"This award is funded under the American Recovery and Reinvestment Act of 2009 (Public Law 111-5)"
The ultimate goal of computational intelligence has long been emulating brain-like-intelligence by discovering and learning patterns from data. However, in related research, the data have been assumed to be generated by an underlying fixed physical process. Recently, new algorithms have emerged that can accommodate new data, or data with unbalanced distributions. However, learning from a non-stationary environment, where the underlying process that generates the data changes over time, has received less attention, whereas the problem of learning in a non-stationary environment that incrementally provides unbalanced data has received hardly any attention. Since the brain can and routinely does learn in such settings, the need for a general framework for learning from ? and adapting to ? a nonstationary environment that introduces unbalanced data can be hardly overstated. Spam detection, epidemiological studies, or analysis of climate change, are just a few examples of such scenarios.

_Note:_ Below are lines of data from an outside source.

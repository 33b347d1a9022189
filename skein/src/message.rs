//! Type-erased message envelope.
//!
//! A message is any `T: Serialize + Send + Sync + 'static` wrapped behind an
//! `Arc<dyn Any>` plus a cached `TypeId`/type-name tag and its JSON encoding
//! (computed eagerly, since checkpoint capture needs it and most payloads are
//! small). Handlers downcast to their declared input type; the runtime never
//! needs to know concrete payload types.

use std::any::{Any, TypeId};
use std::fmt;
use std::sync::Arc;

use serde::Serialize;
use serde_json::Value;

/// Marker used to register a catch-all handler that runs when no exact-type
/// handler matches (see `Executor` dispatch rules).
pub struct AnyMessage;

/// A type-erased, cheaply-cloneable message payload routed between executors.
#[derive(Clone)]
pub struct Message {
    type_id: TypeId,
    type_name: &'static str,
    payload: Arc<dyn Any + Send + Sync>,
    json: Option<Value>,
}

impl Message {
    /// Wraps `value` as a message. The runtime tags it with `T`'s `TypeId`
    /// and eagerly encodes it to JSON for checkpoint capture.
    pub fn new<T: Serialize + Send + Sync + 'static>(value: T) -> Self {
        let json = serde_json::to_value(&value).ok();
        Self {
            type_id: TypeId::of::<T>(),
            type_name: std::any::type_name::<T>(),
            payload: Arc::new(value),
            json,
        }
    }

    /// Wraps an already-shared value without cloning its contents.
    pub fn from_arc<T: Serialize + Send + Sync + 'static>(value: Arc<T>) -> Self {
        let json = serde_json::to_value(value.as_ref()).ok();
        Self {
            type_id: TypeId::of::<T>(),
            type_name: std::any::type_name::<T>(),
            payload: value,
            json,
        }
    }

    pub fn type_id(&self) -> TypeId {
        self.type_id
    }

    pub fn type_name(&self) -> &'static str {
        self.type_name
    }

    /// The JSON encoding captured at construction time, used by the
    /// checkpoint layer to persist the pending queue. `None` when the
    /// payload failed to serialize.
    pub fn to_json(&self) -> Option<Value> {
        self.json.clone()
    }

    pub fn is<T: 'static>(&self) -> bool {
        self.type_id == TypeId::of::<T>()
    }

    pub fn downcast_ref<T: 'static>(&self) -> Option<&T> {
        self.payload.downcast_ref::<T>()
    }

    /// Downcasts to the shared payload. Returns `self` unchanged on mismatch
    /// so a dispatcher can try the next candidate handler without copying.
    pub fn downcast<T: Send + Sync + 'static>(self) -> Result<Arc<T>, Message> {
        if self.type_id != TypeId::of::<T>() {
            return Err(self);
        }
        let json = self.json.clone();
        match self.payload.downcast::<T>() {
            Ok(value) => Ok(value),
            Err(payload) => Err(Message {
                type_id: self.type_id,
                type_name: self.type_name,
                payload,
                json,
            }),
        }
    }
}

impl fmt::Debug for Message {
    fn fmt(&self, f: &mut fmt::Formatter<'_>) -> fmt::Result {
        f.debug_struct("Message").field("type", &self.type_name).finish()
    }
}

#[cfg(test)]
mod tests {
    use super::*;

    #[test]
    fn new_and_downcast_ref_roundtrip() {
        let msg = Message::new(42i32);
        assert!(msg.is::<i32>());
        assert_eq!(msg.downcast_ref::<i32>(), Some(&42));
        assert_eq!(msg.downcast_ref::<String>(), None);
    }

    #[test]
    fn downcast_mismatch_returns_original_message() {
        let msg = Message::new("hello".to_string());
        let msg = match msg.downcast::<i32>() {
            Ok(_) => panic!("should not downcast"),
            Err(msg) => msg,
        };
        assert_eq!(msg.downcast_ref::<String>(), Some(&"hello".to_string()));
    }

    #[test]
    fn downcast_owned_success_consumes_message() {
        let msg = Message::new(vec![1, 2, 3]);
        let value = msg.downcast::<Vec<i32>>().unwrap();
        assert_eq!(*value, vec![1, 2, 3]);
    }
}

Given such a scenario of unbalanced data, the goal of this project is to develop a general framework that would recognize if and when there has been a change, learn novel content, reinforce existing knowledge that is still relevant, and forget what may no longer be relevant. Our hypothesis is that learning from unbalanced and nonstationary data can be achieved by strategic use of i.) data regeneration through local extrapolation ? to help balance the unbalanced dataset ? combined with ii.) an incrementally generated ensemble of experts model that use dynamically assigned weights to emulate short and long term memory properties of the brain ? to help track the changing environments.